At OutSystems, we do threat modelling at the design phase and in every development initiative. We do it even if the output simply describes what you are doing and there are no particular security risks involved.

If we have a long list of threats to address, we use simple risk frameworks to keep us on the right path. We use them as a tool but not as a formal score. There is no need for scoring if all threats are to be addressed or if none of the threats is relevant.

Development teams drive at least the first iteration of the threat model, which will get reviews and contributions from the Security Team. This can happen async or during one-hour meetings, depending on the complexity of the solution.

From the outputs of threat modelling, Development teams and Security teams redesign, build mitigations to the threats and create tests. Mitigation strategies can include design changes, new features, and detection and recovery capabilities. The threat model is also used to develop and fine-tune automated testing to ensure threats are adequately covered. Everyone’s input is relevant.

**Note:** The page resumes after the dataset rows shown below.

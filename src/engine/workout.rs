//! Workout planner - category ratios, weekly schedule and a templated exercise plan

use serde::{Deserialize, Serialize};
use tracing::debug;

use super::features::FeatureSet;
use super::schedule::{WeeklySchedule, allocate_days};
use crate::bands::{AgeBand, BmiBand};
use crate::exercises::{CategoryRatios, ExerciseCategory};
use crate::records::{ActivityLevel, Goal};
use crate::templates::join_notes;
use crate::templates::workout::{self as text, GoalWorkout};

/// Weight of the goal ratios against the user's own preferences
pub const GOAL_WEIGHT: f64 = 0.7;

pub fn goal_ratios(goal: Goal) -> CategoryRatios {
    match goal {
        Goal::Lose => CategoryRatios::new(0.6, 0.3, 0.1),
        Goal::Gain => CategoryRatios::new(0.2, 0.7, 0.1),
        Goal::Maintain => CategoryRatios::new(0.4, 0.4, 0.2),
    }
}

/// Goal ratios blended with preferences, summing to 1
pub fn final_ratios(goal: Goal, preferences: &CategoryRatios) -> CategoryRatios {
    let goal_ratios = goal_ratios(goal);
    goal_ratios
        .blend(preferences, GOAL_WEIGHT)
        .normalized()
        .unwrap_or(goal_ratios)
}

pub fn days_per_week(level: ActivityLevel) -> u8 {
    match level {
        ActivityLevel::Low => 3,
        ActivityLevel::Medium => 4,
        ActivityLevel::High => 5,
    }
}

/// Intensity label and session length multiplier for an age band
#[derive(Debug, Clone, Copy, PartialEq)]
pub struct Intensity {
    pub label: &'static str,
    pub duration_multiplier: f64,
}

impl Intensity {
    pub fn for_age(band: AgeBand) -> Self {
        let duration_multiplier = match band {
            AgeBand::Senior => 0.8,
            AgeBand::MiddleAged => 1.0,
            AgeBand::Adult => 1.2,
        };
        Self { label: text::intensity_label(band), duration_multiplier }
    }
}

/// Daily exercise calorie burn target
pub fn target_calories(weight: f64, goal: Goal, age_band: AgeBand) -> f64 {
    let per_kg = match goal {
        Goal::Lose => 35.0,
        Goal::Gain => 15.0,
        Goal::Maintain => 25.0,
    };
    let age_factor = match age_band {
        AgeBand::Senior => 0.8,
        AgeBand::MiddleAged => 0.9,
        AgeBand::Adult => 1.0,
    };
    weight * per_kg * age_factor
}

#[derive(Debug, Clone, Serialize, Deserialize, PartialEq)]
pub struct ExerciseBlock {
    pub name: String,
    pub options: Vec<String>,
    pub duration: String,
    pub frequency: String,
    pub description: String,
}

impl ExerciseBlock {
    fn new(category: ExerciseCategory, options: Vec<&str>, ratio: f64, description: &str) -> Self {
        let (low, high, min_sessions) = match category {
            ExerciseCategory::Cardio | ExerciseCategory::Strength => (30.0, 45.0, 2),
            ExerciseCategory::Flexibility => (15.0, 30.0, 1),
        };
        let extra = 15.0 * ratio;
        let sessions = ((3.0 * ratio).round_ties_even() as i64).max(min_sessions);

        Self {
            name: category.name().to_string(),
            options: options.into_iter().map(String::from).collect(),
            duration: format!(
                "{}-{} minutes",
                (low + extra).round_ties_even(),
                (high + extra).round_ties_even()
            ),
            frequency: match sessions {
                1 => "1 time/week".to_string(),
                n => format!("{} times/week", n),
            },
            description: description.to_string(),
        }
    }
}

#[derive(Debug, Clone, Serialize, Deserialize, PartialEq)]
pub struct WorkoutPlan {
    pub goal: Goal,
    pub focus: String,
    pub progression: String,
    pub sessions_per_week: String,
    pub exercises: Vec<ExerciseBlock>,
}

#[derive(Debug, Clone, Serialize, Deserialize, PartialEq)]
pub struct WorkoutRecommendation {
    pub workout_plan: WorkoutPlan,
    pub weekly_schedule: WeeklySchedule,
    pub target_calories: i64,
    pub notes: String,
}

pub fn plan_workout(features: &FeatureSet) -> WorkoutRecommendation {
    let ratios = final_ratios(features.goal, &features.exercise_preferences);
    let intensity = Intensity::for_age(features.age_band);

    let allocation = allocate_days(days_per_week(features.activity_level), &ratios);
    let weekly_schedule =
        WeeklySchedule::build(&allocation, intensity.label, intensity.duration_multiplier);

    let target = target_calories(features.weight, features.goal, features.age_band);

    debug!(
        cardio = ratios.cardio,
        strength = ratios.strength,
        flexibility = ratios.flexibility,
        rest_days = weekly_schedule.rest_days(),
        "Computed workout ratios for goal {}",
        features.goal.name()
    );

    WorkoutRecommendation {
        workout_plan: build_plan(features, &ratios),
        weekly_schedule,
        target_calories: target.max(0.0).round_ties_even() as i64,
        notes: workout_notes(features),
    }
}

/// Drop every option matching `remove`; if anything was dropped, append
/// `replacement` unless it is already listed
fn substitute(
    options: &[&'static str],
    remove: impl Fn(&str) -> bool,
    replacement: &'static str,
) -> Vec<&'static str> {
    if !options.iter().any(|o| remove(o)) {
        return options.to_vec();
    }

    let mut adjusted: Vec<&'static str> = options.iter().copied().filter(|o| !remove(o)).collect();
    if !adjusted.contains(&replacement) {
        adjusted.push(replacement);
    }
    adjusted
}

fn cardio_options(
    template: &GoalWorkout,
    bmi_band: BmiBand,
    age_band: AgeBand,
) -> Vec<&'static str> {
    let mut options = template.cardio.to_vec();
    if bmi_band == BmiBand::Obese {
        options = substitute(&options, |o| o == text::RUNNING, text::BRISK_WALKING);
    }
    if age_band == AgeBand::Senior {
        options = substitute(&options, text::is_hiit, text::BRISK_WALKING);
    }
    options
}

fn strength_options(template: &GoalWorkout, age_band: AgeBand) -> Vec<&'static str> {
    if age_band == AgeBand::Senior {
        substitute(
            template.strength,
            |o| o == text::HEAVY_WEIGHT_TRAINING,
            text::LIGHT_HIGH_REP_TRAINING,
        )
    } else {
        template.strength.to_vec()
    }
}

fn build_plan(features: &FeatureSet, ratios: &CategoryRatios) -> WorkoutPlan {
    let template = text::goal_workout(features.goal);
    let descriptions = text::category_descriptions(features.bmi_band);

    let progression = if features.age_band == AgeBand::Senior {
        text::SENIOR_PROGRESSION
    } else {
        template.progression
    };

    let exercises = vec![
        ExerciseBlock::new(
            ExerciseCategory::Cardio,
            cardio_options(template, features.bmi_band, features.age_band),
            ratios.cardio,
            descriptions.cardio,
        ),
        ExerciseBlock::new(
            ExerciseCategory::Strength,
            strength_options(template, features.age_band),
            ratios.strength,
            descriptions.strength,
        ),
        ExerciseBlock::new(
            ExerciseCategory::Flexibility,
            template.flexibility.to_vec(),
            ratios.flexibility,
            descriptions.flexibility,
        ),
    ];

    WorkoutPlan {
        goal: features.goal,
        focus: template.focus.to_string(),
        progression: progression.to_string(),
        sessions_per_week: text::frequency_label(features.activity_level).to_string(),
        exercises,
    }
}

fn workout_notes(features: &FeatureSet) -> String {
    let mut notes = vec![text::goal_note(features.goal)];
    notes.extend(text::bmi_note(features.bmi_band));
    notes.extend(text::age_note(features.age_band));
    notes.extend(text::activity_note(features.activity_level));
    notes.push(text::WARM_UP_NOTE);
    notes.push(text::HYDRATION_NOTE);
    join_notes(&notes)
}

We focus on changes but keep track of previous models. Why? It allows us to keep improving our overall security while continuing to learn.

The bumpy ride has proved invaluable. I am sure the way I describe how we do threat modelling today will change in the future. As systems change, teams change, and needs change, we adapt and change processes. But the crux of it remains unchanged: create a secure by design approach where you focus on the problems you need to solve before you create them.

References

Shostack, A. (2014). Threat Modeling: Designing for Security. Wiley.